======== PROVIDED DATA ========

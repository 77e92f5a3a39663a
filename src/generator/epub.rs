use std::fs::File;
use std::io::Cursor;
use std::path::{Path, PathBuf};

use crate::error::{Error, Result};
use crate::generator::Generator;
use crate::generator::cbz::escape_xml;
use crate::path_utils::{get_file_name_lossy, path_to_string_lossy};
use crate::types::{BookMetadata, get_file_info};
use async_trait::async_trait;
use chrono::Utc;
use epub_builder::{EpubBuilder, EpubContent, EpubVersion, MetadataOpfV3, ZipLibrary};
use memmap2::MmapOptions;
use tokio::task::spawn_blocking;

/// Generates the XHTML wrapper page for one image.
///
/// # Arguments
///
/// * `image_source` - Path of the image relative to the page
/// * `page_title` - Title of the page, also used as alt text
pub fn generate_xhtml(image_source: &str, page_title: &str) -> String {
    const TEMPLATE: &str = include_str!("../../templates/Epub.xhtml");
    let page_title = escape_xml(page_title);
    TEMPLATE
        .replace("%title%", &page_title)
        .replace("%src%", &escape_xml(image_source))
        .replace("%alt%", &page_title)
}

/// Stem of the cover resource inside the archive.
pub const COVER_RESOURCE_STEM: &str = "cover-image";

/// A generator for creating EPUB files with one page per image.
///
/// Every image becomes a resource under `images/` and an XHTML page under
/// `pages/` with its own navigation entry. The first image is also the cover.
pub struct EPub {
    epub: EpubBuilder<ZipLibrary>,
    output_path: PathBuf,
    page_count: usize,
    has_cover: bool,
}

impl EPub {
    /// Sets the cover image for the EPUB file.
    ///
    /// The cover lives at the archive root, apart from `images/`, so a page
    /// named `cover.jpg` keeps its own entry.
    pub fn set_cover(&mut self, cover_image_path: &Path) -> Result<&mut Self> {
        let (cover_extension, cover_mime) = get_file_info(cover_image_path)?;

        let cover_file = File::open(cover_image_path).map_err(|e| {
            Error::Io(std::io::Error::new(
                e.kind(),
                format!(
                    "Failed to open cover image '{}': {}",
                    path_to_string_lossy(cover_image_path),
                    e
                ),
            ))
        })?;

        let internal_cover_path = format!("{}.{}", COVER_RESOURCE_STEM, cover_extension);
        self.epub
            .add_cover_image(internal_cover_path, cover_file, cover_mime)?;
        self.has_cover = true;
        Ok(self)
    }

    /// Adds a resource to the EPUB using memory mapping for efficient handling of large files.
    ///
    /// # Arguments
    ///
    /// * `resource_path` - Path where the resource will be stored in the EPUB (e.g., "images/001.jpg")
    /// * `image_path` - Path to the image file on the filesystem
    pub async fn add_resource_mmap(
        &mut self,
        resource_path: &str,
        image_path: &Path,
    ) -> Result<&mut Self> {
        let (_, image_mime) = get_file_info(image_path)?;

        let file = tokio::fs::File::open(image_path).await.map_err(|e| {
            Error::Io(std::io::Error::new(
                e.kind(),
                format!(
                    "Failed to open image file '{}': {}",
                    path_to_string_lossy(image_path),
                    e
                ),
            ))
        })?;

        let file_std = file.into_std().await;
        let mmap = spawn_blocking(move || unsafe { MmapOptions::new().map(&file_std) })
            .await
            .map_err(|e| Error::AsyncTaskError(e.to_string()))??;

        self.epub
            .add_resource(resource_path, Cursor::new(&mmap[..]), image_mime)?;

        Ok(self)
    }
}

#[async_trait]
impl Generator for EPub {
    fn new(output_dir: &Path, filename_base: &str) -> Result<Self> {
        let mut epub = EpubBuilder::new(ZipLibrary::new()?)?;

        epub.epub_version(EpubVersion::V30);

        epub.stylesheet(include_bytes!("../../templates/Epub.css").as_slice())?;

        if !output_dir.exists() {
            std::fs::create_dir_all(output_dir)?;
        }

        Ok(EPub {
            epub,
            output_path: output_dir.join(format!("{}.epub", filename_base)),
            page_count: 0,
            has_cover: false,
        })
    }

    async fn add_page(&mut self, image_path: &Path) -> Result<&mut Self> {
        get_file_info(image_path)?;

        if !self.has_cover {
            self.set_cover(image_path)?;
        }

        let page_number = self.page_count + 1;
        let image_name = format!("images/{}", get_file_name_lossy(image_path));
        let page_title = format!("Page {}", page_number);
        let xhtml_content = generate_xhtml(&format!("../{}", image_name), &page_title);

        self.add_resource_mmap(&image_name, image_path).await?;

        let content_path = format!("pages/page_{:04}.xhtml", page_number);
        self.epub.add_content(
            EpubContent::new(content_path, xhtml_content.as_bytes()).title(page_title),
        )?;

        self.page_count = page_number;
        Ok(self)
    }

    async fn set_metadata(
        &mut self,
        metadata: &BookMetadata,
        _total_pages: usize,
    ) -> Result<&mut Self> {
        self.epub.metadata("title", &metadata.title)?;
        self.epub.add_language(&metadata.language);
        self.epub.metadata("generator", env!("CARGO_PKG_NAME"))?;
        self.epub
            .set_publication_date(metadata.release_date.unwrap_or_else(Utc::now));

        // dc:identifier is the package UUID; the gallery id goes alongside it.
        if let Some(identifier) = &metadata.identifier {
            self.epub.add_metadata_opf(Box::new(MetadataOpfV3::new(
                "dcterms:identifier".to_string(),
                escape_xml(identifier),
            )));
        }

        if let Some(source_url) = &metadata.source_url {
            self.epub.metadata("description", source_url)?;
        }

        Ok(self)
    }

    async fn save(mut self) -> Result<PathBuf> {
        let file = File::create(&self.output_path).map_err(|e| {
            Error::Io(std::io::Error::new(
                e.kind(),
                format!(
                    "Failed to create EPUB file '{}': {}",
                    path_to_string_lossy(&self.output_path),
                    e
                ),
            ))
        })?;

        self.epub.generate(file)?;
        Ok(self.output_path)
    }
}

========
======== PROVIDED DATA ========

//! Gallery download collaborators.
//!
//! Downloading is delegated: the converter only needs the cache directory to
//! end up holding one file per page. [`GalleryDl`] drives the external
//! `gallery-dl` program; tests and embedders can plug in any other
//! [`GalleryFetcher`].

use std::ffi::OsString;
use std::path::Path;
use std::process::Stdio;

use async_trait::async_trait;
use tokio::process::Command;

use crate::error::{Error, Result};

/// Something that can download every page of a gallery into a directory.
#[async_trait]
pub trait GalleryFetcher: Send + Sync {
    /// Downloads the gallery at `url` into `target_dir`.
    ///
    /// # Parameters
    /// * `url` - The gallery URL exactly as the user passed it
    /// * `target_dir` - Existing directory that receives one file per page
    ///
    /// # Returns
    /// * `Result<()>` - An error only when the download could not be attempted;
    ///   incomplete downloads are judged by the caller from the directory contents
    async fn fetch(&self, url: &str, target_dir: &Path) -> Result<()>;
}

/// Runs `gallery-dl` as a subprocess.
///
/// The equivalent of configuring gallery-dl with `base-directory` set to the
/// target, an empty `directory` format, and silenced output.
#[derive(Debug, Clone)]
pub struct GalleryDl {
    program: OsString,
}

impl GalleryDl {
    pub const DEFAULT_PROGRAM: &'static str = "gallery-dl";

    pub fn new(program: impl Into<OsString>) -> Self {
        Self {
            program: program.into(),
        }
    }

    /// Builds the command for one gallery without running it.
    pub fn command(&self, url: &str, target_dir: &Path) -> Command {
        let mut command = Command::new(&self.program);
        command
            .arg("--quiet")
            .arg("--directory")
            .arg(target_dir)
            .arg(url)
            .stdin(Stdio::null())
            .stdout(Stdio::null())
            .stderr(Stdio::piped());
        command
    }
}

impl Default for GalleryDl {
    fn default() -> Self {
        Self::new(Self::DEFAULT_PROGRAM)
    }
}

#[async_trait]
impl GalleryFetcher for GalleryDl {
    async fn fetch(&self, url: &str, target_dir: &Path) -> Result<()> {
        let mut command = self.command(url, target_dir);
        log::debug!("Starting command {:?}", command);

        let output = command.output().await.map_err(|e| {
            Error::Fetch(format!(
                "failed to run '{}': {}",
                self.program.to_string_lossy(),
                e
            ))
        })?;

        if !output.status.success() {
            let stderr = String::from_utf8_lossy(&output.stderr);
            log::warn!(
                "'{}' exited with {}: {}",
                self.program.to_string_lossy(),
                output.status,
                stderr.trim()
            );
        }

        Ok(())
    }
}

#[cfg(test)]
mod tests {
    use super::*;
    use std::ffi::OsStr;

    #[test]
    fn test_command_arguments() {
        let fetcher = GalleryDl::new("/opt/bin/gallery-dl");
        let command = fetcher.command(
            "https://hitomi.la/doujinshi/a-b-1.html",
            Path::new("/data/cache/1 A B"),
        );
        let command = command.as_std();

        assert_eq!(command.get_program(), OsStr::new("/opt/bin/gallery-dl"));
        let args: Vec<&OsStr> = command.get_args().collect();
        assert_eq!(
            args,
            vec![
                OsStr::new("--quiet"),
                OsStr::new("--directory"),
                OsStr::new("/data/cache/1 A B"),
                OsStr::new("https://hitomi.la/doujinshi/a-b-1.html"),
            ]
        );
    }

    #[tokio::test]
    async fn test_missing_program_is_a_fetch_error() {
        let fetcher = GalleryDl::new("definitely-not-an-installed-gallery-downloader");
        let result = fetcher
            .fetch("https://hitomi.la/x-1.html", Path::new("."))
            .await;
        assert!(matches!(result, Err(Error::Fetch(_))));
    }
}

========

Wherever the word "crate" turns up in the material, copy the whole line.

**RESULT OF THE TASK**
use crate::error::{Error, Result};
use crate::generator::Generator;
use crate::generator::cbz::escape_xml;
use crate::path_utils::{get_file_name_lossy, path_to_string_lossy};
use crate::types::{BookMetadata, get_file_info};
use crate::error::{Error, Result};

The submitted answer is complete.